2012年10月17日 | シンセサイザー
 「私の宝物」と題して自分の持っている(いた)いろいろなものを紹介していると、何だか欲しいものを手当たり次第に買いまくっているような印象を読み手に与えているかもしれない。実際には、働いてから給料の大半を趣味に費やしたということで、ローンを組んだり、買うために貯めたりとの苦労はあったのだ。決して自分が金持ちで自慢している訳ではない。だから、今日のシンセサイザーの話も、10年以上を経て揃えたものだが、一気に述べると次のようになる。

 私はシンセサイザー、いわゆる鍵盤付きのキーボードを3台所有している。最初に買ったのがヤマハDX7、2台目がローランドαJuno2(写真上)、そして3台目が同じくローランドのD-70(写真下)である。その他、鍵盤なしの音源としてはローランドU-110、ヤマハQY300(音源付きのシーケンサー)などもあるのだが、U-110は処分してしまった。

 DX7は初リリースの頃、店頭で見て聞いてさわって、これは素晴らしいシンセだと実感した。実際、それまでにはないFM音源による音色はその後一斉を風靡するキラキラした金属音やエレピ風の音など、たぐいまれなモノであった。早速予約をし、実際に手に入るまでかなりの期間を待たされたと思う。
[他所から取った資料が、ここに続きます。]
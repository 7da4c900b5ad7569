//! Color themes and ANSI escape sequence generation.
//!
//! Themes are TOML documents. Four Catppuccin flavors are built in; a custom
//! theme can be loaded from a file with the same shape.
//!
//! # Built-in Themes
//!
//! - `catppuccin-mocha`: dark, the default
//! - `catppuccin-latte`: light
//! - `catppuccin-frappe`
//! - `catppuccin-macchiato`
//!
//! # TOML Format
//!
//! ```toml
//! name = "my-theme"
//!
//! [colors]
//! header_fg = "#cdd6f4"
//! selection_fg = "#1e1e2e"
//! selection_bg = "#f5c2e7"
//! text_normal = "#cdd6f4"
//! text_dim = "#6c7086"
//! border = "#45475a"
//! search_bar_border = "#f5c2e7"
//! match_highlight_fg = "#1e1e2e"
//! match_highlight_bg = "#f9e2af"
//! empty_state_fg = "#89b4fa"
//! success_fg = "#a6e3a1"
//! failed_fg = "#f38ba8"
//! upcoming_fg = "#89b4fa"
//! favorite_fg = "#f9e2af"
//! ```

use crate::domain::{ExplorerError, LaunchOutcome, Result};
use serde::{Deserialize, Serialize};
use std::fs;
use std::path::Path;

/// Name of the theme used when none is configured.
pub const DEFAULT_THEME: &str = "catppuccin-mocha";

const CATPPUCCIN_MOCHA: &str = r##"
name = "catppuccin-mocha"

[colors]
header_fg = "#cdd6f4"
selection_fg = "#1e1e2e"
selection_bg = "#f5c2e7"
text_normal = "#cdd6f4"
text_dim = "#6c7086"
border = "#45475a"
search_bar_border = "#f5c2e7"
match_highlight_fg = "#1e1e2e"
match_highlight_bg = "#f9e2af"
empty_state_fg = "#89b4fa"
success_fg = "#a6e3a1"
failed_fg = "#f38ba8"
upcoming_fg = "#89b4fa"
favorite_fg = "#f9e2af"
"##;

const CATPPUCCIN_LATTE: &str = r##"
name = "catppuccin-latte"

[colors]
header_fg = "#4c4f69"
selection_fg = "#eff1f5"
selection_bg = "#ea76cb"
text_normal = "#4c4f69"
text_dim = "#9ca0b0"
border = "#bcc0cc"
search_bar_border = "#ea76cb"
match_highlight_fg = "#eff1f5"
match_highlight_bg = "#df8e1d"
empty_state_fg = "#1e66f5"
success_fg = "#40a02b"
failed_fg = "#d20f39"
upcoming_fg = "#1e66f5"
favorite_fg = "#df8e1d"
"##;

const CATPPUCCIN_FRAPPE: &str = r##"
name = "catppuccin-frappe"

[colors]
header_fg = "#c6d0f5"
selection_fg = "#303446"
selection_bg = "#f4b8e4"
text_normal = "#c6d0f5"
text_dim = "#737994"
border = "#51576d"
search_bar_border = "#f4b8e4"
match_highlight_fg = "#303446"
match_highlight_bg = "#e5c890"
empty_state_fg = "#8caaee"
success_fg = "#a6d189"
failed_fg = "#e78284"
upcoming_fg = "#8caaee"
favorite_fg = "#e5c890"
"##;

const CATPPUCCIN_MACCHIATO: &str = r##"
name = "catppuccin-macchiato"

[colors]
header_fg = "#cad3f5"
selection_fg = "#24273a"
selection_bg = "#f5bde6"
text_normal = "#cad3f5"
text_dim = "#6e738d"
border = "#494d64"
search_bar_border = "#f5bde6"
match_highlight_fg = "#24273a"
match_highlight_bg = "#eed49f"
empty_state_fg = "#8aadf4"
success_fg = "#a6da95"
failed_fg = "#ed8796"
upcoming_fg = "#8aadf4"
favorite_fg = "#eed49f"
"##;

/// A named color palette.
#[derive(Debug, Clone, PartialEq, Eq, Deserialize, Serialize)]
pub struct Theme {
    pub name: String,
    pub colors: ThemeColors,
}

/// Hex colors (`#rrggbb`) for every styled element.
#[derive(Debug, Clone, PartialEq, Eq, Deserialize, Serialize)]
pub struct ThemeColors {
    pub header_fg: String,
    #[serde(default)]
    pub header_bg: Option<String>,

    pub selection_fg: String,
    pub selection_bg: String,

    pub text_normal: String,
    /// Footer, subtitles, secondary columns.
    pub text_dim: String,

    pub border: String,

    pub search_bar_border: String,
    pub match_highlight_fg: String,
    pub match_highlight_bg: String,

    pub empty_state_fg: String,

    /// Outcome badge colors.
    pub success_fg: String,
    pub failed_fg: String,
    pub upcoming_fg: String,

    /// Favorite star.
    pub favorite_fg: String,
}

impl Theme {
    /// Looks up a built-in theme, `None` for unknown names.
    #[must_use]
    pub fn from_name(name: &str) -> Option<Self> {
        let source = match name {
            "catppuccin-mocha" => CATPPUCCIN_MOCHA,
            "catppuccin-latte" => CATPPUCCIN_LATTE,
            "catppuccin-frappe" => CATPPUCCIN_FRAPPE,
            "catppuccin-macchiato" => CATPPUCCIN_MACCHIATO,
            _ => return None,
        };

        toml::from_str(source).ok()
    }

    /// Loads a theme from a TOML file.
    ///
    /// # Errors
    ///
    /// Returns [`ExplorerError::Theme`] if the file cannot be read or parsed.
    pub fn from_file<P: AsRef<Path>>(path: P) -> Result<Self> {
        let path = path.as_ref();
        let contents = fs::read_to_string(path)
            .map_err(|e| ExplorerError::Theme(format!("Failed to read {}: {e}", path.display())))?;

        toml::from_str(&contents)
            .map_err(|e| ExplorerError::Theme(format!("Failed to parse {}: {e}", path.display())))
    }

    /// Badge color for a launch outcome.
    #[must_use]
    pub fn outcome_color(&self, outcome: LaunchOutcome) -> &str {
        match outcome {
            LaunchOutcome::Success => &self.colors.success_fg,
            LaunchOutcome::Failed => &self.colors.failed_fg,
            LaunchOutcome::Upcoming => &self.colors.upcoming_fg,
            LaunchOutcome::Unknown => &self.colors.text_dim,
        }
    }

    /// `#rrggbb` to RGB; malformed input yields white.
    fn hex_to_rgb(hex: &str) -> (u8, u8, u8) {
        let hex = hex.trim().trim_start_matches('#');

        if hex.len() != 6 || !hex.is_ascii() {
            return (255, 255, 255);
        }

        let channel = |range: std::ops::Range<usize>| u8::from_str_radix(&hex[range], 16).unwrap_or(255);
        (channel(0..2), channel(2..4), channel(4..6))
    }

    /// 24-bit foreground escape.
    #[must_use]
    pub fn fg(hex: &str) -> String {
        let (r, g, b) = Self::hex_to_rgb(hex);
        format!("\u{001b}[38;2;{r};{g};{b}m")
    }

    /// 24-bit background escape.
    #[must_use]
    pub fn bg(hex: &str) -> String {
        let (r, g, b) = Self::hex_to_rgb(hex);
        format!("\u{001b}[48;2;{r};{g};{b}m")
    }

    #[must_use]
    pub const fn bold() -> &'static str {
        "\u{001b}[1m"
    }

    #[must_use]
    pub const fn dim() -> &'static str {
        "\u{001b}[2m"
    }

    /// Clears all styling.
    #[must_use]
    pub const fn reset() -> &'static str {
        "\u{001b}[0m"
    }

    /// Palette used if the built-in default somehow fails to parse.
    fn monochrome() -> Self {
        let light = "#d0d0d0".to_string();
        let dark = "#202020".to_string();
        let grey = "#808080".to_string();
        Self {
            name: "monochrome".to_string(),
            colors: ThemeColors {
                header_fg: light.clone(),
                header_bg: None,
                selection_fg: dark.clone(),
                selection_bg: light.clone(),
                text_normal: light.clone(),
                text_dim: grey.clone(),
                border: grey.clone(),
                search_bar_border: light.clone(),
                match_highlight_fg: dark,
                match_highlight_bg: light.clone(),
                empty_state_fg: light.clone(),
                success_fg: light.clone(),
                failed_fg: light.clone(),
                upcoming_fg: grey,
                favorite_fg: light,
            },
        }
    }
}

impl Default for Theme {
    fn default() -> Self {
        Self::from_name(DEFAULT_THEME).unwrap_or_else(Self::monochrome)
    }
}

#[cfg(test)]
mod tests {
    use super::*;
    use std::io::Write;

    #[test]
    fn every_builtin_parses() {
        for name in [
            "catppuccin-mocha",
            "catppuccin-latte",
            "catppuccin-frappe",
            "catppuccin-macchiato",
        ] {
            let theme = Theme::from_name(name);
            assert_eq!(theme.map(|t| t.name), Some(name.to_string()));
        }
        assert!(Theme::from_name("solarized").is_none());
    }

    #[test]
    fn default_is_mocha() {
        assert_eq!(Theme::default().name, DEFAULT_THEME);
    }

    #[test]
    fn loads_custom_theme_file() {
        let mut file = tempfile::NamedTempFile::new().unwrap();
        file.write_all(CATPPUCCIN_LATTE.replace("catppuccin-latte", "mine").as_bytes())
            .unwrap();

        let theme = Theme::from_file(file.path()).unwrap();
        assert_eq!(theme.name, "mine");
        assert_eq!(theme.colors.success_fg, "#40a02b");
    }

    #[test]
    fn incomplete_theme_file_is_a_theme_error() {
        let mut file = tempfile::NamedTempFile::new().unwrap();
        file.write_all(b"name = \"broken\"\n[colors]\nheader_fg = \"#000000\"\n")
            .unwrap();

        assert!(matches!(Theme::from_file(file.path()), Err(ExplorerError::Theme(_))));
    }

    #[test]
    fn hex_conversion() {
        assert_eq!(Theme::fg("#ff8000"), "\u{001b}[38;2;255;128;0m");
        assert_eq!(Theme::bg("nope"), "\u{001b}[48;2;255;255;255m");
    }
}
//! Message shown in place of the launch list.

use crate::ui::helpers::Canvas;
use crate::ui::viewmodel::EmptyState;

/// Blank lines above the message.
const TOP_MARGIN: usize = 3;

/// Renders a centered message with a dimmed subtitle.
pub fn render_empty_state(canvas: &mut Canvas<'_>, empty: &EmptyState) {
    for _ in 0..TOP_MARGIN {
        canvas.newline();
    }

    let colors = &canvas.theme().colors;
    let (fg, dim) = (colors.empty_state_fg.clone(), colors.text_dim.clone());

    canvas.bold().fg(&fg).centered(&empty.message);
    canvas.dim().fg(&dim).centered(&empty.subtitle);
}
しかし、購入後は16音も和音が発信され、多彩な音色、エディットやプリセットも可能ということで、長期間これ1台を愛用した。

 その後、知り合いがローランドのJuno106を持っていて、少しの間借りて使用したところ、MIDIで繋げて同時に弾く(例えばDXのブラスとJunoのストリングス)と、デジタルとアナログの音が絶妙に重なった素晴らしい音色となることがわかり、このことがαJunoを購入するきっかけとなったのである。Juno106の特にパッド系の音は、本当に素晴らしかった。αの方はそこまでではないとしても、ローランドらしいアナログサウンドでストリングス系の音色はとても暖かく良い音であった。

 D-70は76鍵盤の当時としては高級なシンセだった。それにも拘わらず購入してしまったのは、その音色の美しさだった。重厚なアコースティック・ピアノから女声コーラス風のパッド音まで自分好みの音が溢れていた。中でもPrologueというプリセット音は、プログレバンドUKの「アラスカ」という曲の音とそっくりで、これだけで1曲できてしまったほどである。そして発信音がダブルになっているらしく、とてもリッチで重い音を出してくれる。さらに、前述のU-110に使う音色カードがこの楽器にも使え、音色的拡張性があった。大変弾きがいのある楽器である。

 難を言えば、数年してから内部からブーンというハム音?がしていてうるさい。機械だからある程度は仕方ないのかもしれないが、ヤマハではそのようなことがなかったのでどうしても比較してしまう。自分で音づくりもできるのだが、ちょっと難しい。が、プリセット音だけで充分遊べるシンセだと思う。現在は息子の部屋にその大きな身体を君臨させている。